Monte Carlo não está a ser um Rali nada fácil

Carrocel, Rallis

Monte Carlo não está a ser um Rali nada fácil

O WRC, temporada 2018, tem o seu arranque este fim de semana e, como sempre, a prova que marca o acontecimento é o mítico Rali de Monte Carlo.

Para determinar o quadro geral do evento inaugural do WRC 2018, o Comité Organizador do ACM – Automobile Club de Mónaco honrou, mais uma vez, a sua bem merecida reputação,criando uma mistura perfeita entre tradição e inovação: a proporção de novos sectores aumentará para 50% em relação à rota de 2017. Esta 86ª edição promete não deixar nenhum piloto indiferente … Também nos parece que não!

Sébastien Ogier foi o primeiro líder desta edição do Rali de Monte Carlo. Um inicio difícil para muitos e em que houve de tudo um pouco desde piões, a furos e até saídas de estrada. Diria no final da especial que “Perdemos tempo no gelo, sabíamos que ia ser traiçoeiro, não fiquei surpreendido ao saber que vários pilotos tiveram problemas”.

Andreas Mikkelsen ficou a 7,7s de Ogier apesar de ter tido problemas com os travões precisamente numa descida longa e rápida, o que levaria o piloto a comentar “não foi fácil ter confiança na descida quando perdi os travões”. Acreditamos!

Esapekka Lappi foi o terceiro a 19,4s “A parte de asfalto foi boa, mas tenho algumas coisas a aprender. No gelo andei muito devagar, não sei como se anda mais depressa ali.” Afirmação no mínimo curiosa para um piloto finlandês…

Lappi foi seguido de muito perto por Dani Sordo, quarto, a 3 décimas de segundo “Não foi mau, mas acho que não fiz um bom tempo

Craig Breen fechou o TOP5 do dia de abertura a 24,6s “Desastroso, fiquei preso na neve, não num banco, mas não podíamos andar. Os espectadores ajudaram-nos mas, ainda assim, foi difícil”.

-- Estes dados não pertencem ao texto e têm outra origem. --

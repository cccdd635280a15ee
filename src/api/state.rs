use std::sync::Arc;

use crate::services::{PayloadRecorder, SyncEngine};

#[derive(Clone)]
pub struct AppState {
    pub engine: Arc<SyncEngine>,
    pub recorder: Arc<dyn PayloadRecorder>,
}

impl AppState {
    pub fn new(engine: Arc<SyncEngine>, recorder: Arc<dyn PayloadRecorder>) -> Self {
        Self { engine, recorder }
    }
}
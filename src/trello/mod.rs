pub mod client;

use async_trait::async_trait;

use crate::domain::{Card, CheckItemState, Checklist, List, Result, Webhook};

pub use client::TrelloClient;

/// The narrow slice of the board service the watcher depends on.
#[async_trait]
pub trait BoardClient: Send + Sync {
    async fn board_lists(&self, board_id: &str) -> Result<Vec<List>>;

    async fn list_cards(&self, list_id: &str) -> Result<Vec<Card>>;

    async fn card(&self, card_id: &str) -> Result<Card>;

    async fn checklists(&self, card_id: &str) -> Result<Vec<Checklist>>;

    async fn move_card(&self, card_id: &str, list_id: &str) -> Result<()>;

    async fn create_card(&self, list_id: &str, name: &str) -> Result<Card>;

    async fn set_check_item_state(
        &self,
        card_id: &str,
        check_item_id: &str,
        state: CheckItemState,
    ) -> Result<()>;

    /// Every webhook registered for the API token, across all boards.
    async fn webhooks(&self) -> Result<Vec<Webhook>>;

    async fn create_webhook(
        &self,
        description: &str,
        callback_url: &str,
        model_id: &str,
    ) -> Result<Webhook>;

    async fn set_webhook_active(&self, webhook_id: &str, active: bool) -> Result<()>;
}
use std::net::SocketAddr;
use std::sync::Arc;

use anyhow::Context;
use tokio::net::TcpListener;
use tracing_subscriber::{layer::SubscriberExt, util::SubscriberInitExt};

use trello_watcher::api::{create_router, AppState};
use trello_watcher::config::Config;
use trello_watcher::services::{FileRecorder, SyncEngine, WebhookManager};
use trello_watcher::trello::{BoardClient, TrelloClient};

#[tokio::main]
async fn main() -> anyhow::Result<()> {
    tracing_subscriber::registry()
        .with(tracing_subscriber::EnvFilter::new(
            std::env::var("RUST_LOG").unwrap_or_else(|_| "info,trello_watcher=debug".into()),
        ))
        .with(tracing_subscriber::fmt::layer())
        .init();

    tracing::info!("Starting Trello watcher v{}...", env!("CARGO_PKG_VERSION"));

    let config = Config::load().context("Invalid configuration")?;

    let client: Arc<dyn BoardClient> = Arc::new(TrelloClient::new(
        reqwest::Client::new(),
        config.api_url.clone(),
        config.key.clone(),
        config.token.clone(),
    ));

    let webhooks = WebhookManager::load(Arc::clone(&client), &config.scheme, &config.host)
        .await
        .context("Unable to retrieve webhooks")?;
    let engine = SyncEngine::connect(Arc::clone(&client), &config.board_id, Arc::new(webhooks))
        .await
        .context("Failed to resolve board lists")?;
    let engine = Arc::new(engine);

    let recorder = Arc::new(FileRecorder::new(config.log_dir.clone()));
    let app = create_router(AppState::new(Arc::clone(&engine), recorder));

    let addr: SocketAddr = format!("0.0.0.0:{}", config.port).parse()?;
    let listener = TcpListener::bind(addr).await?;
    tracing::info!("Trello watcher listening on http://{}", addr);

    // Registering a webhook makes the board service send a HEAD to our callback URL, so this can
    // only start once the listener is bound.
    let startup_engine = Arc::clone(&engine);
    tokio::spawn(async move {
        if let Err(e) = startup_engine.startup().await {
            tracing::error!("Startup reconciliation failed: {}", e);
            std::process::exit(1);
        }
        tracing::info!("Startup reconciliation finished");
    });

    axum::serve(listener, app)
        .with_graceful_shutdown(shutdown_signal())
        .await?;

    tracing::info!("Trello watcher shut down gracefully");
    Ok(())
}

async fn shutdown_signal() {
    let ctrl_c = async {
        tokio::signal::ctrl_c()
            .await
            .expect("Failed to install Ctrl+C handler");
    };

    #[cfg(unix)]
    let terminate = async {
        tokio::signal::unix::signal(tokio::signal::unix::SignalKind::terminate())
            .expect("Failed to install signal handler")
            .recv()
            .await;
    };

    #[cfg(not(unix))]
    let terminate = std::future::pending::<()>();

    tokio::select! {
        _ = ctrl_c => {
            tracing::info!("Received Ctrl+C, shutting down...");
        }
        _ = terminate => {
            tracing::info!("Received SIGTERM, shutting down...");
        }
    }
}
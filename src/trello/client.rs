use async_trait::async_trait;
use reqwest::{Method, RequestBuilder, StatusCode};
use serde::de::DeserializeOwned;

use crate::domain::{Card, CheckItemState, Checklist, List, Result, WatcherError, Webhook};

use super::BoardClient;

pub const DEFAULT_API_URL: &str = "https://api.trello.com/1";

/// `BoardClient` over the Trello REST API, authenticated with key/token query parameters.
#[derive(Clone)]
pub struct TrelloClient {
    http_client: reqwest::Client,
    api_url: String,
    key: String,
    token: String,
}

impl std::fmt::Debug for TrelloClient {
    fn fmt(&self, f: &mut std::fmt::Formatter<'_>) -> std::fmt::Result {
        f.debug_struct("TrelloClient")
            .field("api_url", &self.api_url)
            .finish_non_exhaustive()
    }
}

impl TrelloClient {
    pub fn new(http_client: reqwest::Client, api_url: String, key: String, token: String) -> Self {
        Self {
            http_client,
            api_url: api_url.trim_end_matches('/').to_string(),
            key,
            token,
        }
    }

    fn request(&self, method: Method, path: &str) -> RequestBuilder {
        self.http_client
            .request(method, format!("{}{}", self.api_url, path))
            .query(&[("key", self.key.as_str()), ("token", self.token.as_str())])
    }

    async fn send(&self, kind: &'static str, id: &str, request: RequestBuilder) -> Result<reqwest::Response> {
        let response = request.send().await?;
        let status = response.status();

        if status == StatusCode::NOT_FOUND {
            return Err(WatcherError::not_found(kind, id));
        }
        if !status.is_success() {
            let body = response.text().await.unwrap_or_default();
            tracing::warn!(kind, id, status = %status, body = %body, "Board service returned non-success status");
            return Err(WatcherError::RemoteService(format!(
                "{} {} returned {}",
                kind, id, status
            )));
        }

        Ok(response)
    }

    async fn fetch<T: DeserializeOwned>(
        &self,
        kind: &'static str,
        id: &str,
        request: RequestBuilder,
    ) -> Result<T> {
        let response = self.send(kind, id, request).await?;
        Ok(response.json::<T>().await?)
    }
}

#[async_trait]
impl BoardClient for TrelloClient {
    async fn board_lists(&self, board_id: &str) -> Result<Vec<List>> {
        let request = self
            .request(Method::GET, &format!("/boards/{}/lists", board_id))
            .query(&[("fields", "id,name")]);
        self.fetch("board", board_id, request).await
    }

    async fn list_cards(&self, list_id: &str) -> Result<Vec<Card>> {
        let request = self
            .request(Method::GET, &format!("/lists/{}/cards", list_id))
            .query(&[("fields", "id,name,idList")]);
        self.fetch("list", list_id, request).await
    }

    async fn card(&self, card_id: &str) -> Result<Card> {
        let request = self
            .request(Method::GET, &format!("/cards/{}", card_id))
            .query(&[("fields", "id,name,idList")]);
        self.fetch("card", card_id, request).await
    }

    async fn checklists(&self, card_id: &str) -> Result<Vec<Checklist>> {
        let request = self.request(Method::GET, &format!("/cards/{}/checklists", card_id));
        self.fetch("card", card_id, request).await
    }

    async fn move_card(&self, card_id: &str, list_id: &str) -> Result<()> {
        let request = self
            .request(Method::PUT, &format!("/cards/{}", card_id))
            .query(&[("idList", list_id)]);
        self.send("card", card_id, request).await?;
        Ok(())
    }

    async fn create_card(&self, list_id: &str, name: &str) -> Result<Card> {
        let request = self
            .request(Method::POST, "/cards")
            .query(&[("idList", list_id), ("name", name), ("desc", "")]);
        self.fetch("list", list_id, request).await
    }

    async fn set_check_item_state(
        &self,
        card_id: &str,
        check_item_id: &str,
        state: CheckItemState,
    ) -> Result<()> {
        let request = self
            .request(
                Method::PUT,
                &format!("/cards/{}/checkItem/{}", card_id, check_item_id),
            )
            .query(&[("state", state.as_str())]);
        self.send("check item", check_item_id, request).await?;
        Ok(())
    }

    async fn webhooks(&self) -> Result<Vec<Webhook>> {
        let request = self.request(Method::GET, &format!("/tokens/{}/webhooks", self.token));
        self.fetch("token", "webhooks", request).await
    }

    async fn create_webhook(
        &self,
        description: &str,
        callback_url: &str,
        model_id: &str,
    ) -> Result<Webhook> {
        let request = self.request(Method::POST, "/webhooks").query(&[
            ("description", description),
            ("callbackURL", callback_url),
            ("idModel", model_id),
        ]);
        self.fetch("model", model_id, request).await
    }

    async fn set_webhook_active(&self, webhook_id: &str, active: bool) -> Result<()> {
        let request = self
            .request(Method::PUT, &format!("/webhooks/{}", webhook_id))
            .query(&[("active", if active { "true" } else { "false" })]);
        self.send("webhook", webhook_id, request).await?;
        Ok(())
    }
}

O Rali de Monte Carlo continua a ser um poço de surpresas. Após a agitada noite de ontem, na segunda jornada, já diurna, continuaram os incidentes. O próprio Sebastien Ogier apanhou um valente susto no penúltimo troço ao fazer um pião seguido de uma saída de estrada. Mantém-se, no entanto, na liderança da prova para o que muito contribuiu a ajuda dos espectadores ali presentes. Ott Tanak vai-lhe no encalço e Dani Sordo esforça-se por defender a terceira posição.

Logo no primeiro troço do dia de hoje começaram a acontecer os contratempos. Thierry Neuville furou e cedia mais meio minuto a somar aos 4 que já tinha perdido em Sisteron. Craig Breen dava um “mau” toque numa pedra e ficava sem travões e Andreas Mikkelsen começava a sua sequência de azares. O pior que aconteceu ao piloto norueguês foi ter mesmo que ser retirar ao partir a correia do alternador.

Sordo, por seu turno, teve um mal entendido com os seus mecânicos, e saiu para o primeiro troço com a escolha errada de pneus e, de entrada, um primeiro peão. Mas depois fez um segundo peão acompanhado de uma pequena saída de estrada e, para “ajudar” o seu pára-brisas embaciava com facilidade por culpa da chuva intensa que também decidiu aparecer para “animar”, mas o espanhol lá conseguiu segurar a terceira posição da tabela classificativa. Mas não se lhe adivinha vida fácil porque tem os Toyota de Esapekka Lappi e Jari-Matti Latvala ali mesmo a “morder-lhe os calcanhares”.

A penúltima etapa será a despedida da região de Gap. Há previsão de chuva para os 5 troços e correspondentes 117 quilómetros finais nesta zona, antes que a caravana parta rumo ao Mónaco para enfrentarem a jornada final em Turini.